Block swap algorithms

From Wikipedia, the free encyclopedia

In computer algorithms, block swap algorithms swap two regions of elements of an array. It is simple to swap two non-overlapping regions of an array of equal size. However, it is not simple to swap two non-overlapping regions of an array in-place that are next to each other, but are of unequal sizes (such swapping is equivalent to array rotation). Three algorithms are known to accomplish this: Bentley's juggling (also known as dolphin algorithm [1]), Gries-Mills, and reversal algorithm.[2] All three algorithms are linear time O(n), (see Time complexity).

Reversal algorithm

[edit]

The reversal algorithm is the simplest to explain, using rotations. A rotation is an in-place reversal of array elements. This method swaps two elements of an array from outside in within a range. The rotation works for an even or odd number of array elements.
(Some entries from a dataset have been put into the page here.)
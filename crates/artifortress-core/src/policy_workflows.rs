//! `/v1/repos/{repo_key}/quarantine/*` and the policy-evaluation trigger
//! wraps `artifortress_policy`'s bounded-time evaluation and
//! quarantine resolution with repo-scoped role checks.

use artifortress_auth::{Principal, has_role};
use artifortress_types::{ArtifortressError, PolicyAction, PolicyDecision, PolicyEvaluation, QuarantineItem, QuarantineStatus, Role};
use chrono::{DateTime, Utc};

use crate::state::AppState;

fn require_role(principal: &Principal, repo_key: &str, required: Role) -> Result<(), ArtifortressError> {
    if has_role(&principal.scopes, repo_key, required) {
        Ok(())
    } else {
        Err(ArtifortressError::Forbidden {
            repo_key: repo_key.to_string(),
            required: required.as_str(),
        })
    }
}

/// Evaluates a version for `action`, called internally from publish/promote
/// flows that need a decision ahead of the state change; `promote` role
/// required since a caller can only trigger evaluation for a version it's
/// authorized to move forward.
#[allow(clippy::too_many_arguments)]
pub fn evaluate(
    state: &AppState,
    principal: &Principal,
    tenant_id: &str,
    repo_key: &str,
    repo_id: &str,
    version_id: &str,
    action: PolicyAction,
    hint: Option<PolicyDecision>,
    policy_engine_version: Option<&str>,
    now: DateTime<Utc>,
) -> Result<PolicyEvaluation, ArtifortressError> {
    require_role(principal, repo_key, Role::Promote)?;
    Ok(artifortress_policy::evaluate_and_persist(
        &state.metastore,
        tenant_id,
        repo_id,
        version_id,
        action,
        hint,
        policy_engine_version,
        state.policy.evaluation_timeout,
        &principal.subject,
        now,
    )?)
}

/// `GET /v1/repos/{repo_key}/quarantine/{version_id}`: `promote` role required.
pub fn get_quarantine(
    state: &AppState,
    principal: &Principal,
    tenant_id: &str,
    repo_key: &str,
    repo_id: &str,
    version_id: &str,
) -> Result<QuarantineItem, ArtifortressError> {
    require_role(principal, repo_key, Role::Promote)?;
    state
        .metastore
        .get_quarantine_for_version(tenant_id, repo_id, version_id)
        .ok_or_else(|| ArtifortressError::not_found(format!("quarantine item for version {version_id}")))
}

/// `POST /v1/repos/{repo_key}/quarantine/{version_id}/release`: `promote` role required.
pub fn release(
    state: &AppState,
    principal: &Principal,
    tenant_id: &str,
    repo_key: &str,
    repo_id: &str,
    version_id: &str,
    now: DateTime<Utc>,
) -> Result<QuarantineItem, ArtifortressError> {
    require_role(principal, repo_key, Role::Promote)?;
    Ok(artifortress_policy::resolve_quarantine(
        &state.metastore,
        tenant_id,
        repo_id,
        version_id,
        QuarantineStatus::Released,
        &principal.subject,
        now,
    )?)
}

/// `POST /v1/repos/{repo_key}/quarantine/{version_id}/reject`: `promote` role required.
pub fn reject(
    state: &AppState,
    principal: &Principal,
    tenant_id: &str,
    repo_key: &str,
    repo_id: &str,
    version_id: &str,
    now: DateTime<Utc>,
) -> Result<QuarantineItem, ArtifortressError> {
    require_role(principal, repo_key, Role::Promote)?;
    Ok(artifortress_policy::resolve_quarantine(
        &state.metastore,
        tenant_id,
        repo_id,
        version_id,
        QuarantineStatus::Rejected,
        &principal.subject,
        now,
    )?)
}

#[cfg(test)]
mod tests {
    use super::*;
    use artifortress_auth::PrincipalSource;
    use artifortress_metastore::InMemoryMetadataStore;
    use artifortress_objectstore::InMemoryObjectStore;
    use artifortress_types::{RepoType, Repository, Scope};
    use std::sync::Arc;

    fn state() -> AppState {
        AppState::new(Arc::new(InMemoryMetadataStore::new()), Arc::new(InMemoryObjectStore::new()))
    }

    fn principal(scopes: &[&str]) -> Principal {
        Principal {
            subject: "alice".into(),
            tenant_id: "tenant-a".into(),
            scopes: scopes.iter().map(|s| Scope::parse(s).unwrap()).collect(),
            source: PrincipalSource::PersonalAccessToken,
        }
    }

    fn seed(state: &AppState) -> (Repository, artifortress_types::PackageVersion) {
        let now = Utc::now();
        let repo = Repository {
            repo_id: "repo-lib".into(),
            tenant_id: "tenant-a".into(),
            repo_key: "lib".into(),
            repo_type: RepoType::Local,
            upstream_url: None,
            virtual_members: vec![],
            created_at: now,
        };
        state.metastore.insert_repository(repo.clone()).unwrap();
        let version = artifortress_versions::create_or_reuse_draft(&state.metastore, &repo.repo_id, "npm", None, "widget", "1.0.0", now).unwrap();
        (repo, version)
    }

    #[test]
    fn writer_cannot_trigger_evaluation() {
        let state = state();
        let (repo, version) = seed(&state);
        let writer = principal(&["lib:write"]);
        let err = evaluate(
            &state,
            &writer,
            "tenant-a",
            "lib",
            &repo.repo_id,
            &version.version_id,
            PolicyAction::Publish,
            None,
            None,
            Utc::now(),
        )
        .unwrap_err();
        assert!(matches!(err, ArtifortressError::Forbidden { .. }));
    }

    #[test]
    fn promoter_releases_a_quarantined_version() {
        let state = state();
        let (repo, version) = seed(&state);
        let promoter = principal(&["lib:promote"]);

        evaluate(
            &state,
            &promoter,
            "tenant-a",
            "lib",
            &repo.repo_id,
            &version.version_id,
            PolicyAction::Publish,
            Some(PolicyDecision::Quarantine),
            None,
            Utc::now(),
        )
        .unwrap();

        let open = get_quarantine(&state, &promoter, "tenant-a", "lib", &repo.repo_id, &version.version_id).unwrap();
        assert_eq!(open.status, QuarantineStatus::Quarantined);

        let released = release(&state, &promoter, "tenant-a", "lib", &repo.repo_id, &version.version_id, Utc::now()).unwrap();
        assert_eq!(released.status, QuarantineStatus::Released);
    }

    #[test]
    fn writer_cannot_resolve_quarantine() {
        let state = state();
        let (repo, version) = seed(&state);
        let writer = principal(&["lib:write"]);
        let err = reject(&state, &writer, "tenant-a", "lib", &repo.repo_id, &version.version_id, Utc::now()).unwrap_err();
        assert!(matches!(err, ArtifortressError::Forbidden { .. }));
    }
}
The reversal algorithm uses three in-place rotations to accomplish an in-place block swap:

  • Rotate region A
  • Rotate region B
  • Rotate region AB

Gries-Mills and reversal algorithms perform better than Bentley's juggling, because of their cache-friendly memory access pattern behavior.

The reversal algorithm parallelizes well, because rotations can be split into sub-regions, which can be rotated independently of others.

References

[edit]
  1. ^ D. Gries, H. Mills (1981), Swapping Sections
  2. ^ Jon Bentley, "Programming Pearls", pp. 13–15, 209-211.